SUPPLIED MATERIAL
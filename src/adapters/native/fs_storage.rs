use crate::config::DEFAULT_DATA_DIR;
use crate::domain::bridge::error::BridgeError;
use crate::ports::KeyValueStoragePort;
use std::fs;
use std::io::ErrorKind;
use std::path::{Path, PathBuf};

/// Native filesystem storage adapter: one file per key under `root`.
///
/// File names are the hex encoding of the key so any key string is safe.
#[derive(Debug, Clone)]
pub struct FsStorage {
    root: PathBuf,
}

impl FsStorage {
    pub fn new(root: impl AsRef<Path>) -> Self {
        Self {
            root: root.as_ref().to_path_buf(),
        }
    }

    pub fn root(&self) -> &Path {
        &self.root
    }

    fn entry_path(&self, key: &str) -> PathBuf {
        self.root.join(hex::encode(key.as_bytes()))
    }
}

impl Default for FsStorage {
    fn default() -> Self {
        Self::new(DEFAULT_DATA_DIR)
    }
}

impl KeyValueStoragePort for FsStorage {
    fn get(&self, key: &str) -> Result<Option<String>, BridgeError> {
        match fs::read_to_string(self.entry_path(key)) {
            Ok(content) => Ok(Some(content)),
            Err(e) if e.kind() == ErrorKind::NotFound => Ok(None),
            Err(e) => Err(BridgeError::storage_unavailable(format!(
                "Failed to read entry: {e}"
            ))),
        }
    }

    fn set(&self, key: &str, value: &str) -> Result<(), BridgeError> {
        fs::create_dir_all(&self.root).map_err(|e| {
            BridgeError::persistence_unavailable(format!("Failed to create data directory: {e}"))
        })?;
        fs::write(self.entry_path(key), value)
            .map_err(|e| BridgeError::persistence_unavailable(format!("Failed to write entry: {e}")))
    }

    fn remove(&self, key: &str) -> Result<(), BridgeError> {
        match fs::remove_file(self.entry_path(key)) {
            Ok(()) => Ok(()),
            Err(e) if e.kind() == ErrorKind::NotFound => Ok(()),
            Err(e) => Err(BridgeError::persistence_unavailable(format!(
                "Failed to delete entry: {e}"
            ))),
        }
    }
}

#[cfg(test)]
mod tests {
    use super::*;

    fn scratch(name: &str) -> FsStorage {
        let root = std::env::temp_dir().join(format!("tabsync_fs_{name}_{}", std::process::id()));
        let _ = fs::remove_dir_all(&root);
        FsStorage::new(root)
    }

    #[test]
    fn test_default_root() {
        assert_eq!(FsStorage::default().root(), Path::new("./tabsync_data"));
    }

    #[test]
    fn test_entry_path_is_hex() {
        let storage = FsStorage::new("/data");
        assert_eq!(storage.entry_path("store"), PathBuf::from("/data/73746f7265"));
    }

    #[test]
    fn test_entry_lifecycle() {
        let storage = scratch("lifecycle");

        assert_eq!(storage.get("store").unwrap(), None);

        storage.set("store", "{\"token\":\"abc\"}").unwrap();
        assert_eq!(
            storage.get("store").unwrap(),
            Some("{\"token\":\"abc\"}".to_string())
        );

        storage.remove("store").unwrap();
        assert_eq!(storage.get("store").unwrap(), None);
        storage.remove("store").unwrap();

        let _ = fs::remove_dir_all(storage.root());
    }

    #[test]
    fn test_keys_with_separators() {
        let storage = scratch("separators");

        storage.set("../escape/key", "v").unwrap();
        assert_eq!(storage.get("../escape/key").unwrap(), Some("v".to_string()));

        let _ = fs::remove_dir_all(storage.root());
    }
}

WHAT IS REQUIRED
Output the data above exactly, please, line for line.

EXERCISE RESPONSE
filename src/adapters/native/fs_storage.rs
use crate::config::DEFAULT_DATA_DIR;
use crate::domain::bridge::error::BridgeError;
use crate::ports::KeyValueStoragePort;
use std::fs;
use std::io::ErrorKind;
use std::path::{Path, PathBuf};

/// Native filesystem storage adapter: one file per key under `root`.
///
/// File names are the hex encoding of the key so any key string is safe.
#[derive(Debug, Clone)]
pub struct FsStorage {
    root: PathBuf,
}

impl FsStorage {
    pub fn new(root: impl AsRef<Path>) -> Self {
        Self {
            root: root.as_ref().to_path_buf(),
        }
    }

    pub fn root(&self) -> &Path {
        &self.root
    }

    fn entry_path(&self, key: &str) -> PathBuf {
        self.root.join(hex::encode(key.as_bytes()))
    }
}

impl Default for FsStorage {
    fn default() -> Self {
        Self::new(DEFAULT_DATA_DIR)
    }
}

impl KeyValueStoragePort for FsStorage {
    fn get(&self, key: &str) -> Result<Option<String>, BridgeError> {
        match fs::read_to_string(self.entry_path(key)) {
            Ok(content) => Ok(Some(content)),
            Err(e) if e.kind() == ErrorKind::NotFound => Ok(None),
            Err(e) => Err(BridgeError::storage_unavailable(format!(
                "Failed to read entry: {e}"
            ))),
        }
    }

    fn set(&self, key: &str, value: &str) -> Result<(), BridgeError> {
        fs::create_dir_all(&self.root).map_err(|e| {
            BridgeError::persistence_unavailable(format!("Failed to create data directory: {e}"))
        })?;
        fs::write(self.entry_path(key), value)
            .map_err(|e| BridgeError::persistence_unavailable(format!("Failed to write entry: {e}")))
    }

    fn remove(&self, key: &str) -> Result<(), BridgeError> {
        match fs::remove_file(self.entry_path(key)) {
            Ok(()) => Ok(()),
            Err(e) if e.kind() == ErrorKind::NotFound => Ok(()),
            Err(e) => Err(BridgeError::persistence_unavailable(format!(
                "Failed to delete entry: {e}"
            ))),
        }
    }
}

#[cfg(test)]
mod tests {
    use super::*;

    fn scratch(name: &str) -> FsStorage {
        let root = std::env::temp_dir().join(format!("tabsync_fs_{name}_{}", std::process::id()));
        let _ = fs::remove_dir_all(&root);
        FsStorage::new(root)
    }

    #[test]
    fn test_default_root() {
        assert_eq!(FsStorage::default().root(), Path::new("./tabsync_data"));
    }

    #[test]
    fn test_entry_path_is_hex() {
        let storage = FsStorage::new("/data");
        assert_eq!(storage.entry_path("store"), PathBuf::from("/data/73746f7265"));
    }

    #[test]
    fn test_entry_lifecycle() {
        let storage = scratch("lifecycle");

        assert_eq!(storage.get("store").unwrap(), None);

        storage.set("store", "{\"token\":\"abc\"}").unwrap();
        assert_eq!(
            storage.get("store").unwrap(),
            Some("{\"token\":\"abc\"}".to_string())
        );

        storage.remove("store").unwrap();
        assert_eq!(storage.get("store").unwrap(), None);
        storage.remove("store").unwrap();

        let _ = fs::remove_dir_all(storage.root());
    }

    #[test]
    fn test_keys_with_separators() {
        let storage = scratch("separators");

        storage.set("../escape/key", "v").unwrap();
        assert_eq!(storage.get("../escape/key").unwrap(), Some("v".to_string()));

        let _ = fs::remove_dir_all(storage.root());
    }
}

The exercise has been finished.